Set Caffe to CPU mode, load the net in the test phase for inference, and configure input preprocessing.


In [2]:
from google.protobuf import text_format
from caffe.proto import caffe_pb2

# load MS COCO model specs
file = open(caffe_root + 'models/VGGNet/coco/SSD_512x512/deploy.prototxt', 'r')
coco_netspec = caffe_pb2.NetParameter()
text_format.Merge(str(file.read()), coco_netspec)

# load MS COCO labels
coco_labelmap_file = caffe_root + 'data/coco/labelmap_coco.prototxt'
file = open(coco_labelmap_file, 'r')
coco_labelmap = caffe_pb2.LabelMap()
text_format.Merge(str(file.read()), coco_labelmap)

# load PASCAL VOC model specs
file = open(caffe_root + 'models/VGGNet/VOC0712/SSD_512x512/deploy.prototxt', 'r')
voc_netspec = caffe_pb2.NetParameter()
text_format.Merge(str(file.read()), voc_netspec)

# load PASCAL VOC labels
voc_labelmap_file = caffe_root + 'data/VOC0712/labelmap_voc.prototxt'
file = open(voc_labelmap_file, 'r')
voc_labelmap = caffe_pb2.LabelMap()
text_format.Merge(str(file.read()), voc_labelmap)

def get_labelname(labelmap, labels):
    num_labels = len(labelmap.item)
    labelnames = []
    if type(labels) is not list:
        labels = [labels]
    for label in labels:
        found = False
        for i in xrange(0, num_labels):
            if label == labelmap.item[i].label:
                found = True
                labelnames.append(labelmap.item[i].display_name)
                break
        assert found == True
    return labelnames

In [3]:
# input preprocessing: 'data' is the name of the input blob == net.inputs[0]
transformer = caffe.io.Transformer({'data': coco_net.blobs['data'].data.shape})
transformer.set_transpose('data', (2, 0, 1))
transformer.set_mean('data', np.array([104,117,123])) # mean pixel
transformer.set_raw_scale('data', 255)  # the reference model operates on images in [0,255] range instead of [0,1]
transformer.set_channel_swap('data', (2,1,0))  # the reference model has channels in BGR order instead of RGB

Load an image.


In [4]:
image = caffe.io.load_image(caffe_root + 'examples/images/fish-bike.jpg')
transformed_image = transformer.preprocess('data', image)

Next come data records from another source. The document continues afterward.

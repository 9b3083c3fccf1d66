use std::{any::Any, collections::HashMap, sync::Arc};

use axum::Router;

use crate::{
    config::Settings,
    consts::TASK_QUEUE_EXTENSION,
    logging::AppLogger,
    mq::TaskQueue,
    routes,
    state::{AppContext, AppState},
};

/// Subsystem handles attached to an [`App`], keyed by name.
#[derive(Default)]
pub struct Extensions {
    entries: HashMap<String, Box<dyn Any + Send + Sync>>,
}

impl Extensions {
    /// Store `value` under `name`. Returns whether an entry was replaced.
    pub fn insert<T: Any + Send + Sync>(&mut self, name: impl Into<String>, value: T) -> bool {
        self.entries.insert(name.into(), Box::new(value)).is_some()
    }

    /// The entry stored under `name`, if it has type `T`.
    pub fn get<T: Any>(&self, name: &str) -> Option<&T> {
        self.entries.get(name).and_then(|v| v.downcast_ref::<T>())
    }

    pub fn contains(&self, name: &str) -> bool {
        self.entries.contains_key(name)
    }

    /// Number of entries holding a `T`.
    pub fn count<T: Any>(&self) -> usize {
        self.entries.values().filter(|v| v.is::<T>()).count()
    }

    pub fn len(&self) -> usize {
        self.entries.len()
    }

    pub fn is_empty(&self) -> bool {
        self.entries.is_empty()
    }
}

/// The web application: settings, logger and extension registry.
///
/// Built once per process by the factory; only mutated while it initializes.
pub struct App {
    context: AppContext,
    logger: Arc<AppLogger>,
    extensions: Extensions,
}

impl App {
    pub fn new(settings: Settings) -> Self {
        let logger = Arc::new(AppLogger::new(settings.name.clone()));
        Self {
            context: AppContext::new(settings),
            logger,
            extensions: Extensions::default(),
        }
    }

    pub fn name(&self) -> &str {
        &self.context.name
    }

    pub fn settings(&self) -> &Settings {
        &self.context.settings
    }

    pub fn context(&self) -> &AppContext {
        &self.context
    }

    pub fn logger(&self) -> &Arc<AppLogger> {
        &self.logger
    }

    pub fn extensions(&self) -> &Extensions {
        &self.extensions
    }

    pub fn extensions_mut(&mut self) -> &mut Extensions {
        &mut self.extensions
    }

    pub fn task_queue(&self) -> Option<&TaskQueue> {
        self.extensions.get::<TaskQueue>(TASK_QUEUE_EXTENSION)
    }

    pub fn router(&self) -> Router {
        routes::router(AppState {
            context: self.context.clone(),
            task_queue: self.task_queue().cloned(),
        })
    }
}
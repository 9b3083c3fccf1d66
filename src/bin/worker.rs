use std::path::PathBuf;

use anyhow::Context;
use clap::Parser;
use log::info;
use map_webui::{create_app, logging};

#[derive(Parser)]
#[command(name = "map-webui-worker", about = "Background task worker for the mAP Web UI")]
struct Cli {
    /// Config file; defaults to config/server.{toml,yaml,json} when present
    #[arg(long, env = "MAPWEBUI_CONFIG")]
    config: Option<PathBuf>,
}

#[tokio::main]
async fn main() -> anyhow::Result<()> {
    dotenvy::dotenv().ok();
    let cli = Cli::parse();

    let app = create_app(cli.config.as_deref())?;
    logging::install(app.logger().clone());

    let queue = app
        .task_queue()
        .cloned()
        .context("application has no task queue")?;

    queue
        .worker()
        .run(async {
            let _ = tokio::signal::ctrl_c().await;
            info!("Shutdown requested");
        })
        .await?;

    info!("Worker stopped");
    Ok(())
}
/// Config file loaded when no explicit path is given. The extension is
/// resolved by the loader, so `config/server.toml` and `config/server.yaml`
/// both match.
pub const DEFAULT_CONFIG_PATH: &str = "config/server";

/// Prefix for environment overrides, e.g. `MAPWEBUI_PORT`.
pub const ENV_PREFIX: &str = "MAPWEBUI";

/// Separator for nested keys, e.g. `MAPWEBUI_CELERY__BROKER_URL`.
pub const ENV_SEPARATOR: &str = "__";

pub const DEFAULT_LOG_FORMAT: &str = "[{asctime}] {levelname} in {module}: {message}";

pub const DEFAULT_LOG_FORMAT_DEV: &str =
    "[{asctime}] {levelname} {addr} {user} {pathname}:{lineno}: {message}";

pub const DEFAULT_LOG_DATEFMT: &str = "%Y-%m-%d %H:%M:%S";

/// Upper bound for `celery.worker_concurrency`.
pub const MAX_WORKER_CONCURRENCY: usize = 1024;

/// Key of the task-queue client in the extension registry.
pub const TASK_QUEUE_EXTENSION: &str = "celery";

pub const WELCOME_MESSAGE: &str = "Welcome to the mAP Web UI!";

# set net to batch size of 1
coco_net.blobs['data'].reshape(1,3,512,512)
voc_net.blobs['data'].reshape(1,3,512,512)

# resizes the image to the right size, applies transformation etc. 
coco_net.blobs['data'].data[...] = transformed_image
voc_net.blobs['data'].data[...] = transformed_image

orig_image = transformer.deprocess('data', coco_net.blobs['data'].data)

Top5 detections using coco model.


In [5]:
detections = coco_net.forward()['detection_out']

# parse the output
det_label = detections[0,0,:,1]
det_conf = detections[0,0,:,2]
#print det_conf
det_xmin = detections[0,0,:,3]
det_ymin = detections[0,0,:,4]
det_xmax = detections[0,0,:,5]
det_ymax = detections[0,0,:,6]

# get topN detections
top_k = 5
topk_indexes = det_conf.argsort()[::-1][:top_k]

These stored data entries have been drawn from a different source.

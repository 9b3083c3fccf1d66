use std::path::Path;

use log::debug;

use crate::{
    app::App,
    config::{self, Settings},
    consts::TASK_QUEUE_EXTENSION,
    error::AppResult,
    logging::setup_logger,
    mq::TaskQueue,
    tasks::register_builtin_tasks,
};

/// Build the application from the config file at `config_path` (or the
/// default one) and the `MAPWEBUI_` environment.
pub fn create_app(config_path: Option<&Path>) -> AppResult<App> {
    let settings = config::load(config_path)?;
    Ok(create_app_with_settings(settings))
}

/// Build the application from already loaded settings.
pub fn create_app_with_settings(settings: Settings) -> App {
    let mut app = App::new(settings);
    setup_logger(&app);
    let queue = task_queue_init_app(&mut app);
    register_builtin_tasks(&queue);
    app
}

/// Create the task-queue client for `app`, make it the process default and
/// store it in the extension registry.
///
/// Task bodies registered on the returned client run inside the app context.
pub fn task_queue_init_app(app: &mut App) -> TaskQueue {
    let queue = TaskQueue::new(app.context().clone(), app.settings().celery.clone());
    queue.set_default();
    if app
        .extensions_mut()
        .insert(TASK_QUEUE_EXTENSION, queue.clone())
    {
        debug!("Replaced the task queue of '{}'", app.name());
    }
    queue
}

#[cfg(test)]
mod tests {
    use std::io::Write;

    use super::*;
    use crate::{
        config::ENV_LOCK,
        logging::ConsoleHandler,
        mq::{DEFAULT_LOCK, default_task_queue},
    };

    fn registry_holds_single_default_client(app: &App) {
        assert_eq!(app.extensions().count::<TaskQueue>(), 1);
        let queue = app.task_queue().expect("task queue registered");
        assert!(queue.is_default());
        assert!(default_task_queue().unwrap().ptr_eq(queue));
        assert_eq!(queue.main_name(), app.name());
    }

    #[test]
    fn create_app_registers_default_task_queue() {
        let _guard = DEFAULT_LOCK.lock().unwrap_or_else(|e| e.into_inner());

        for name in ["first", "second"] {
            let mut settings = Settings::default();
            settings.name = name.to_string();
            let app = create_app_with_settings(settings);
            registry_holds_single_default_client(&app);
            assert_eq!(app.logger().handler_count(), 1);
            assert!(app.logger().find::<ConsoleHandler>().is_some());
        }
    }

    #[test]
    fn create_app_loads_config_file() {
        let _env = ENV_LOCK.lock().unwrap_or_else(|e| e.into_inner());
        let _guard = DEFAULT_LOCK.lock().unwrap_or_else(|e| e.into_inner());

        let mut file = tempfile::Builder::new().suffix(".toml").tempfile().unwrap();
        file.write_all(b"name = \"from-file\"\n[celery]\nbroker_url = \"memory://\"\n")
            .unwrap();

        let app = create_app(Some(file.path())).expect("app builds");
        assert_eq!(app.name(), "from-file");
        assert_eq!(
            app.task_queue().unwrap().settings().broker_url.as_deref(),
            Some("memory://")
        );
        registry_holds_single_default_client(&app);
    }

    #[test]
    fn create_app_reports_invalid_config() {
        let _env = ENV_LOCK.lock().unwrap_or_else(|e| e.into_inner());

        let mut file = tempfile::Builder::new().suffix(".toml").tempfile().unwrap();
        file.write_all(b"[celery]\nbroker_url = \"amqp://localhost\"\n")
            .unwrap();
        assert!(create_app(Some(file.path())).is_err());
    }

    #[test]
    fn reinitializing_replaces_the_client() {
        let _guard = DEFAULT_LOCK.lock().unwrap_or_else(|e| e.into_inner());

        let mut app = create_app_with_settings(Settings::default());
        let before = app.task_queue().unwrap().clone();
        let returned = task_queue_init_app(&mut app);

        registry_holds_single_default_client(&app);
        assert!(app.task_queue().unwrap().ptr_eq(&returned));
        assert!(!before.ptr_eq(&returned));
    }
}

top_conf = det_conf[topk_indexes]
top_label_indexes = det_label[topk_indexes]
top_labels = get_labelname(coco_labelmap, top_label_indexes.tolist())

top_xmin = det_xmin[topk_indexes]
top_ymin = det_ymin[topk_indexes]
top_xmax = det_xmax[topk_indexes]
top_ymax = det_ymax[topk_indexes]

plot_colors = ['b', 'g', 'r', 'c', 'm', 'y', 'k']

plt.imshow(orig_image)
currentAxis = plt.gca()

for i in xrange(top_conf.shape[0]):
    xmin = int(round(top_xmin[i] * 512.0))
    ymin = int(round(top_ymin[i] * 512.0))
    xmax = int(round(top_xmax[i] * 512.0))
    ymax = int(round(top_ymax[i] * 512.0))
    score = top_conf[i]
    label = top_labels[i]
    name = '%s: %.2f'%(label, score)
    coords = (xmin, ymin), xmax-xmin+1, ymax-ymin+1
    currentAxis.add_patch(plt.Rectangle(*coords, fill=False, edgecolor=plot_colors[i % len(plot_colors)] , linewidth=2))
    currentAxis.text(xmin, ymin, name, bbox={'facecolor':'white', 'alpha':0.5})


Top5 detections using voc model.


In [6]:
detections = voc_net.forward()['detection_out']

# parse the output
det_label = detections[0,0,:,1]
det_conf = detections[0,0,:,2]
#print det_conf
det_xmin = detections[0,0,:,3]
det_ymin = detections[0,0,:,4]
det_xmax = detections[0,0,:,5]
det_ymax = detections[0,0,:,6]

# get topN detections
top_k = 5
topk_indexes = det_conf.argsort()[::-1][:top_k]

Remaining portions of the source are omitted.